2016 is the 50th anniversary of Star Trek. For 50 years, we have had our screens graced with a vision of humanity that is hopeful and believes that we will be able to overcome our human weaknesses. Star Trek‘s first episode aired in 1966, solidly in the period of science fiction that cyberpunk rebelled against. To quote Bruce Sterling’s introduction to the Mirrorshades: The Cyberpunk Anthology:
“[For early generations of science fiction writers and readers} Science was safely enshrined — and confined — in an ivory tower. The careless technophilia of those days belongs to a vanished, sluggish era, when authority still had a comfortable margin of control.”

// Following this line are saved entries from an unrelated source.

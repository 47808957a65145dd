//! Detector configuration
//!
//! Config file: ~/.config/hvdetect/config.toml or /etc/hvdetect/config.toml

use crate::evidence::{HostEvidence, DEFAULT_COMMAND_TIMEOUT};
use crate::probes::{HelperCommands, Probe};
use anyhow::{Context, Result};
use serde::{Deserialize, Serialize};
use std::fs;
use std::path::{Path, PathBuf};
use std::time::Duration;

/// Overrides the inspected root directory
pub const ROOT_ENV: &str = "HVDETECT_ROOT";

#[derive(Debug, Clone, PartialEq, Serialize, Deserialize)]
#[serde(default)]
pub struct DetectorConfig {
    /// Root of the filesystem to inspect
    pub root: PathBuf,

    /// Upper bound for helper commands
    pub command_timeout_secs: u64,

    /// virt-what style helper
    pub what_vm_command: String,

    /// VMware host tools
    pub vmware_command: String,

    /// Probes to skip, by name
    pub disabled_probes: Vec<Probe>,
}

impl Default for DetectorConfig {
    fn default() -> Self {
        let commands = HelperCommands::default();
        Self {
            root: PathBuf::from("/"),
            command_timeout_secs: DEFAULT_COMMAND_TIMEOUT.as_secs(),
            what_vm_command: commands.what_vm,
            vmware_command: commands.vmware,
            disabled_probes: Vec::new(),
        }
    }
}

impl DetectorConfig {
    /// Get default user config path: ~/.config/hvdetect/config.toml
    pub fn user_config_path() -> Result<PathBuf> {
        if let Ok(config_home) = std::env::var("XDG_CONFIG_HOME") {
            return Ok(Path::new(&config_home).join("hvdetect").join("config.toml"));
        }
        let home = std::env::var("HOME").context("Cannot determine home directory")?;
        Ok(Path::new(&home)
            .join(".config")
            .join("hvdetect")
            .join("config.toml"))
    }

    /// Get system config path: /etc/hvdetect/config.toml
    pub fn system_config_path() -> PathBuf {
        PathBuf::from("/etc/hvdetect/config.toml")
    }

    /// Load configuration
    ///
    /// Priority:
    /// 1. `path`, when given (must exist)
    /// 2. User config (~/.config/hvdetect/config.toml)
    /// 3. System config (/etc/hvdetect/config.toml)
    /// 4. Defaults
    ///
    /// `HVDETECT_ROOT` overrides `root` in every case.
    pub fn load(path: Option<&Path>) -> Result<Self> {
        let mut config = match path {
            Some(path) => Self::from_file(path)?,
            None => Self::discover()?,
        };

        if let Ok(root) = std::env::var(ROOT_ENV) {
            if !root.is_empty() {
                config.root = PathBuf::from(root);
            }
        }

        Ok(config)
    }

    fn discover() -> Result<Self> {
        if let Ok(user_path) = Self::user_config_path() {
            if user_path.exists() {
                return Self::from_file(&user_path);
            }
        }

        let system_path = Self::system_config_path();
        if system_path.exists() {
            return Self::from_file(&system_path);
        }

        Ok(Self::default())
    }

    /// Parse a config file
    pub fn from_file(path: &Path) -> Result<Self> {
        let contents = fs::read_to_string(path)
            .with_context(|| format!("Failed to read {}", path.display()))?;
        toml::from_str(&contents).with_context(|| format!("Failed to parse {}", path.display()))
    }

    pub fn command_timeout(&self) -> Duration {
        Duration::from_secs(self.command_timeout_secs)
    }

    pub fn helper_commands(&self) -> HelperCommands {
        HelperCommands {
            what_vm: self.what_vm_command.clone(),
            vmware: self.vmware_command.clone(),
        }
    }

    /// Evidence source for the configured root
    pub fn evidence(&self) -> HostEvidence {
        HostEvidence::with_root(&self.root).command_timeout(self.command_timeout())
    }
}

#[cfg(test)]
mod tests {
    use super::*;
    use crate::evidence::Evidence;
    use tempfile::TempDir;

    #[test]
    fn test_default_config() {
        let config = DetectorConfig::default();
        assert_eq!(config.root, PathBuf::from("/"));
        assert_eq!(config.command_timeout(), Duration::from_secs(5));
        assert_eq!(config.helper_commands(), HelperCommands::default());
        assert!(config.disabled_probes.is_empty());
    }

    #[test]
    fn test_parse_partial_file() {
        let dir = TempDir::new().unwrap();
        let path = dir.path().join("config.toml");
        fs::write(
            &path,
            "command_timeout_secs = 2\nwhat_vm_command = \"/usr/local/sbin/virt-what\"\ndisabled_probes = [\"vmware\", \"product_name\"]\n",
        )
        .unwrap();

        let config = DetectorConfig::from_file(&path).unwrap();
        assert_eq!(config.command_timeout_secs, 2);
        assert_eq!(config.what_vm_command, "/usr/local/sbin/virt-what");
        assert_eq!(config.vmware_command, "vmware");
        assert_eq!(config.disabled_probes, vec![Probe::Vmware, Probe::ProductName]);
    }

    #[test]
    fn test_unknown_probe_is_rejected() {
        let dir = TempDir::new().unwrap();
        let path = dir.path().join("config.toml");
        fs::write(&path, "disabled_probes = [\"hyperv\"]\n").unwrap();

        let err = DetectorConfig::from_file(&path).unwrap_err();
        assert!(err.to_string().contains("Failed to parse"));
    }

    #[test]
    fn test_missing_explicit_file() {
        let err = DetectorConfig::from_file(Path::new("/nonexistent/hvdetect.toml")).unwrap_err();
        assert!(err.to_string().contains("Failed to read"));
    }

    #[test]
    fn test_foreign_root_disables_commands() {
        let config = DetectorConfig {
            root: PathBuf::from("/mnt/image"),
            ..DetectorConfig::default()
        };
        let evidence = config.evidence();
        assert_eq!(evidence.root(), Path::new("/mnt/image"));
        assert!(evidence.run("sh", &["-c", "true"]).is_err());
    }
}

Star Trek‘s original run ended in 1969, followed by an animated series that ran from 1973 to 1974; finally, from 1979 to 1986 there was a number of films rooted in this “ivory tower” science fiction (not to disregard the two Original Series movies after this in 1989 and 1991). But then in 1987 something changed. Star Trek: The Next Generation came on the scene. Gene Roddenberry was heavily involved in the series creation, but he was no longer running the show. This honor belonged to Maurice Hurley, who is credited with creating the Borg, the most cyberpunk enemy that Star Trek has ever seen. This isn’t surprising as the cyberpunk movement was in full swing at this point and in 1991 Gene Roddenberry died leaving only the legacy of the world that he imagined. In the second season of the show, the series was handed over to Rick Berman, who would maintain control of the series all the way until Star Trek Nemesis (2002) and Star Trek Enterprise (2001-2005). It was this transition that began the slow erosion of Roddenberry’s dream. Rick Berman was quoted as saying to the Chicago Sun-Times (I apologize for the pay-wall, we hate those things):
“I don’t believe the 24th century is going to be like Gene Roddenberry believed it to be, that people will be free from poverty and greed. But if you’re going to write and produce for Star Trek, you’ve got to buy into that.”

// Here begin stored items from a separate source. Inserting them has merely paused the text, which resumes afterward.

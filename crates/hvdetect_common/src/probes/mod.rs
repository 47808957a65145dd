//! Probes - one virtualization technology per submodule.
//!
//! Each probe is a plain function of the evidence (and, for the fact-based
//! probes, the fact collection) returning a hypervisor identifier, or an
//! empty string when its evidence is absent or inconclusive. `Probe` lists
//! them in precedence order.

pub mod cgroup;
pub mod gce;
pub mod openvz;
pub mod product_name;
pub mod vmware;
pub mod vserver;
pub mod what_vm;
pub mod xen;

use crate::evidence::Evidence;
use crate::facts::FactCollection;
use serde::{Deserialize, Serialize};
use std::fmt;
use std::str::FromStr;
use tracing::{debug, warn};

/// DMI identification strings exposed by the kernel
pub const DMI_SYS_VENDOR: &str = "/sys/class/dmi/id/sys_vendor";
pub const DMI_PRODUCT_NAME: &str = "/sys/class/dmi/id/product_name";

/// Per-process status, carries the VServer and OpenVZ context ids
pub const PROC_SELF_STATUS: &str = "/proc/self/status";

/// Helper programs the probes may invoke
#[derive(Debug, Clone, PartialEq, Eq)]
pub struct HelperCommands {
    /// virt-what style identification helper
    pub what_vm: String,
    /// VMware host tools, queried with `-v`
    pub vmware: String,
}

impl Default for HelperCommands {
    fn default() -> Self {
        Self {
            what_vm: "virt-what".to_string(),
            vmware: "vmware".to_string(),
        }
    }
}

/// Detection probes, in precedence order
#[derive(Debug, Clone, Copy, PartialEq, Eq, Hash, Serialize, Deserialize)]
#[serde(rename_all = "snake_case")]
pub enum Probe {
    Cgroup,
    WhatVm,
    Vserver,
    Vmware,
    Openvz,
    Xen,
    Gce,
    ProductName,
}

impl Probe {
    /// Every probe, most trusted first
    pub const ALL: [Probe; 8] = [
        Probe::Cgroup,
        Probe::WhatVm,
        Probe::Vserver,
        Probe::Vmware,
        Probe::Openvz,
        Probe::Xen,
        Probe::Gce,
        Probe::ProductName,
    ];

    pub fn as_str(&self) -> &'static str {
        match self {
            Self::Cgroup => "cgroup",
            Self::WhatVm => "what_vm",
            Self::Vserver => "vserver",
            Self::Vmware => "vmware",
            Self::Openvz => "openvz",
            Self::Xen => "xen",
            Self::Gce => "gce",
            Self::ProductName => "product_name",
        }
    }

    /// Run this probe
    pub fn run<E: Evidence + ?Sized>(
        self,
        evidence: &E,
        facts: &dyn FactCollection,
        commands: &HelperCommands,
    ) -> String {
        match self {
            Self::Cgroup => cgroup::probe(evidence),
            Self::WhatVm => what_vm::probe(evidence, &commands.what_vm),
            Self::Vserver => vserver::probe(evidence),
            Self::Vmware => vmware::probe(evidence, &commands.vmware),
            Self::Openvz => openvz::probe(evidence),
            Self::Xen => xen::probe(evidence),
            Self::Gce => gce::probe(facts),
            Self::ProductName => product_name::probe(evidence, facts),
        }
    }
}

impl fmt::Display for Probe {
    fn fmt(&self, f: &mut fmt::Formatter<'_>) -> fmt::Result {
        f.write_str(self.as_str())
    }
}

impl FromStr for Probe {
    type Err = anyhow::Error;

    fn from_str(s: &str) -> Result<Self, Self::Err> {
        Probe::ALL
            .into_iter()
            .find(|p| p.as_str() == s)
            .ok_or_else(|| anyhow::anyhow!("Unknown probe: '{}'", s))
    }
}

/// Read a pseudo-file, absorbing failures. Missing files are expected and
/// only logged at debug level.
pub(crate) fn read_evidence<E: Evidence + ?Sized>(evidence: &E, path: &str) -> Option<String> {
    match evidence.read_to_string(path) {
        Ok(contents) => Some(contents),
        Err(e) if e.is_absent() => {
            debug!("{}", e);
            None
        }
        Err(e) => {
            warn!("Ignoring unreadable evidence: {}", e);
            None
        }
    }
}

/// Run a helper, absorbing failures the same way as `read_evidence`
pub(crate) fn run_helper<E: Evidence + ?Sized>(
    evidence: &E,
    program: &str,
    args: &[&str],
) -> Option<String> {
    match evidence.run(program, args) {
        Ok(output) => Some(output),
        Err(e) if e.is_absent() => {
            debug!("{}", e);
            None
        }
        Err(e) => {
            warn!("Ignoring helper failure: {}", e);
            None
        }
    }
}

/// Value of the first `name value` line in a /proc status file whose
/// name is one of `names`
pub(crate) fn status_field<'a>(contents: &'a str, names: &[&str]) -> Option<&'a str> {
    contents.lines().find_map(|line| {
        let mut parts = line.split_whitespace();
        let (name, value) = (parts.next()?, parts.next()?);
        if parts.next().is_some() || !names.contains(&name) {
            return None;
        }
        Some(value)
    })
}

/// Whether `needle` occurs in `haystack` as a whole word.
///
/// The match must not be preceded by an alphanumeric character nor followed
/// by a letter, so `VMware7,1` contains `VMware` but `VMwareX` and `NotKVM`
/// do not.
pub fn contains_word(haystack: &str, needle: &str) -> bool {
    if needle.is_empty() {
        return false;
    }
    haystack.match_indices(needle).any(|(start, _)| {
        let before = haystack[..start].chars().next_back();
        let after = haystack[start + needle.len()..].chars().next();
        !before.is_some_and(|c| c.is_alphanumeric()) && !after.is_some_and(|c| c.is_alphabetic())
    })
}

Jacob Clifton, over at Tor, describes it wonderfully referencing William Gibson’s The Gernsback Continuum:
“Star Trek began its life cycle so indelible and pure—so perfectly Gernsbackian—that we’ve spent the rest of the franchise walking that promise back.”

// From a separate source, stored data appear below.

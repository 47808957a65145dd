//! Virtualization Detector
//!
//! Runs the probes in precedence order and keeps the first conclusive
//! answer. Kernel-asserted evidence (cgroups) comes first, vendor-set DMI
//! product names last.

use crate::config::DetectorConfig;
use crate::evidence::{Evidence, HostEvidence};
use crate::facts::FactCollection;
use crate::probes::{HelperCommands, Probe};
use serde::{Deserialize, Serialize};
use tracing::{debug, info};

/// Outcome of a detection run
#[derive(Debug, Clone, PartialEq, Eq, Serialize, Deserialize)]
pub struct Detection {
    /// Identifier of the detected technology, empty if none
    pub hypervisor: String,

    /// Probe that produced the identifier
    pub probe: Option<Probe>,
}

/// Linux virtualization detector
pub struct VirtualizationDetector<E: Evidence = HostEvidence> {
    evidence: E,
    commands: HelperCommands,
    disabled: Vec<Probe>,
}

impl VirtualizationDetector<HostEvidence> {
    /// Detector over the running system
    pub fn new() -> Self {
        Self::with_evidence(HostEvidence::new())
    }

    /// Detector configured from `config`
    pub fn from_config(config: &DetectorConfig) -> Self {
        Self::with_evidence(config.evidence())
            .commands(config.helper_commands())
            .disable(&config.disabled_probes)
    }
}

impl Default for VirtualizationDetector<HostEvidence> {
    fn default() -> Self {
        Self::new()
    }
}

impl<E: Evidence> VirtualizationDetector<E> {
    pub fn with_evidence(evidence: E) -> Self {
        Self {
            evidence,
            commands: HelperCommands::default(),
            disabled: Vec::new(),
        }
    }

    pub fn commands(mut self, commands: HelperCommands) -> Self {
        self.commands = commands;
        self
    }

    /// Skip `probes`; the rest keep their order
    pub fn disable(mut self, probes: &[Probe]) -> Self {
        self.disabled.extend_from_slice(probes);
        self
    }

    pub fn evidence(&self) -> &E {
        &self.evidence
    }

    /// Probes that will run, in order
    pub fn enabled_probes(&self) -> impl Iterator<Item = Probe> + '_ {
        Probe::ALL
            .into_iter()
            .filter(move |probe| !self.disabled.contains(probe))
    }

    /// Name of the hypervisor, or an empty string when none was detected
    pub fn get_hypervisor(&self, facts: &dyn FactCollection) -> String {
        self.detect(facts).hypervisor
    }

    /// First conclusive probe result, with the probe that produced it
    pub fn detect(&self, facts: &dyn FactCollection) -> Detection {
        for probe in self.enabled_probes() {
            let hypervisor = probe.run(&self.evidence, facts, &self.commands);
            if !hypervisor.is_empty() {
                info!("Detected {} via {} probe", hypervisor, probe);
                return Detection {
                    hypervisor,
                    probe: Some(probe),
                };
            }
            debug!("{} probe inconclusive", probe);
        }

        info!("No virtualization detected");
        Detection {
            hypervisor: String::new(),
            probe: None,
        }
    }

    /// Run every enabled probe regardless of precedence
    pub fn run_all(&self, facts: &dyn FactCollection) -> Vec<(Probe, String)> {
        self.enabled_probes()
            .map(|probe| (probe, probe.run(&self.evidence, facts, &self.commands)))
            .collect()
    }
}

#[cfg(test)]
mod tests {
    use super::*;
    use crate::evidence::MemoryEvidence;
    use crate::facts::{self, Facts};
    use crate::probes::{DMI_PRODUCT_NAME, DMI_SYS_VENDOR};

    fn detector(evidence: MemoryEvidence) -> VirtualizationDetector<MemoryEvidence> {
        VirtualizationDetector::with_evidence(evidence)
    }

    #[test]
    fn test_nothing_detected() {
        let evidence = MemoryEvidence::new()
            .file("/proc/self/cgroup", "0::/user.slice\n")
            .file("/proc/self/status", "Name:\tsh\n")
            .file(DMI_SYS_VENDOR, "LENOVO\n")
            .file(DMI_PRODUCT_NAME, "20XW004GUS\n");
        let detection = detector(evidence).detect(&Facts::new().with(facts::GCE, false));

        assert_eq!(detection.hypervisor, "");
        assert_eq!(detection.probe, None);
    }

    #[test]
    fn test_cgroup_beats_dmi() {
        let evidence = MemoryEvidence::new()
            .file("/proc/self/cgroup", "0::/system.slice/docker-ab12.scope\n")
            .file(DMI_SYS_VENDOR, "VMware, Inc.\n")
            .file(DMI_PRODUCT_NAME, "VMware Virtual Platform\n");
        let detection = detector(evidence).detect(&Facts::new());

        assert_eq!(detection.hypervisor, "docker");
        assert_eq!(detection.probe, Some(Probe::Cgroup));
    }

    #[test]
    fn test_helper_beats_vmware_dmi() {
        let evidence = MemoryEvidence::new()
            .command("virt-what", "vmware\n")
            .file(DMI_SYS_VENDOR, "VMware, Inc.\n");
        let detection = detector(evidence).detect(&Facts::new());
        assert_eq!(detection.probe, Some(Probe::WhatVm));
    }

    #[test]
    fn test_gce_fact_beats_product_name() {
        let evidence = MemoryEvidence::new().file(DMI_PRODUCT_NAME, "KVM\n");
        let facts = Facts::new().with(facts::GCE, true);
        assert_eq!(detector(evidence).get_hypervisor(&facts), "gce");
    }

    #[test]
    fn test_disabled_probe_is_skipped() {
        let evidence = MemoryEvidence::new()
            .file("/proc/self/cgroup", "4:cpu:/lxc/web01\n")
            .file(DMI_PRODUCT_NAME, "VirtualBox\n");
        let detector = detector(evidence).disable(&[Probe::Cgroup]);

        let detection = detector.detect(&Facts::new());
        assert_eq!(detection.hypervisor, "virtualbox");
        assert_eq!(detection.probe, Some(Probe::ProductName));
        assert_eq!(detector.enabled_probes().count(), 7);
    }

    #[test]
    fn test_custom_helper_commands() {
        let evidence = MemoryEvidence::new().command("/opt/bin/virt-what", "bhyve\n");
        let detector = detector(evidence).commands(HelperCommands {
            what_vm: "/opt/bin/virt-what".to_string(),
            vmware: "vmware".to_string(),
        });
        assert_eq!(detector.get_hypervisor(&Facts::new()), "bhyve");
    }

    #[test]
    fn test_run_all_reports_every_probe() {
        let evidence = MemoryEvidence::new()
            .file("/proc/self/cgroup", "4:cpu:/lxc/web01\n")
            .file(DMI_SYS_VENDOR, "VMware, Inc.\n");
        let results = detector(evidence).run_all(&Facts::new());

        assert_eq!(results.len(), Probe::ALL.len());
        assert_eq!(results[0], (Probe::Cgroup, "lxc".to_string()));
        assert_eq!(results[3], (Probe::Vmware, "vmware".to_string()));
        assert_eq!(results[5], (Probe::Xen, String::new()));
    }
}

Before Hurley left the show, he wrote two of the most cyberpunk episodes of early TNG: 11001001 and Q Who. Both of these episodes explore the idea of cybernetically linked minds. The Bynar’s from 11001001 are an alien race that is paired with another of their race. Each of these pairs acts as a single mind. This episode is also the first time that we see a holographic character seem to gain awareness. This episode shares elements with cyberpunk, but never really dives down to the visceral level that cyberpunk demands. Q Who, on the other hand, introduces the Borg.
The Borg are an excellent example of clashing world views that exist in the Gernsbackian vision of Star Trek and the dark world view of cyberpunk. Star Trek offered a utopian vision of humanity, whereas the Borg represents everything that we fear about technology. The Borg, like the Bynars, are connected mentally via cybernetic implants. Unlike the Bynars, who are only connected to one other Bynar, the Borg share a single collective consciousness. They have no individuality; each drone acts an extension of this unified hive-mind. Who we are and what the self is are common themes in cyberpunk; both Ghost in the Shell and Battle Angel Alita (Gunnm) are excellent examples of this. Where there is no individuality, there is no freedom. There is also a body horror element to the Borg. They “add your biological distinctiveness to their own,” meaning that your physical body becomes assimilated into the Borg Collective alongside your mind. This kind of loss of your body to machine parts is demonstrated well in Robocop and Tetsuo: The Iron Man (which focuses on the body horror).
Once Hurley left the show, and Berman had taken over with his different world view from Roddenberry, we also added René Echevarria to the Star Trek family of writers. Echevarria came on the scene with The Offspring, which involved Data creating another android named Lal. This concept of artificial life reproducing is a cyberpunk concept in itself, well explored in the recent Automata, but Echevarria’s future contributions to the franchise would be much more cyberpunk in nature. Notable episodes he wrote are Ship in a Bottle; I, Borg; and Descent.
Ship in a Bottle explores the idea of simulated realities within simulated realities. Beyond this, however, the question is posed: are we living in a reality generated by “a little device sitting on someone’s table?” Furthermore, does it matter? The answer given by the episode seems to be no, since the crew of the Enterprise traps Moriarty, a program that gained sentience after Data asked the computer to create a foe that could defeat him, inside of a data cube that is given the storage space to be able to endlessly generate a fictional universe for Moriarty to explore. Do we live in such a reality?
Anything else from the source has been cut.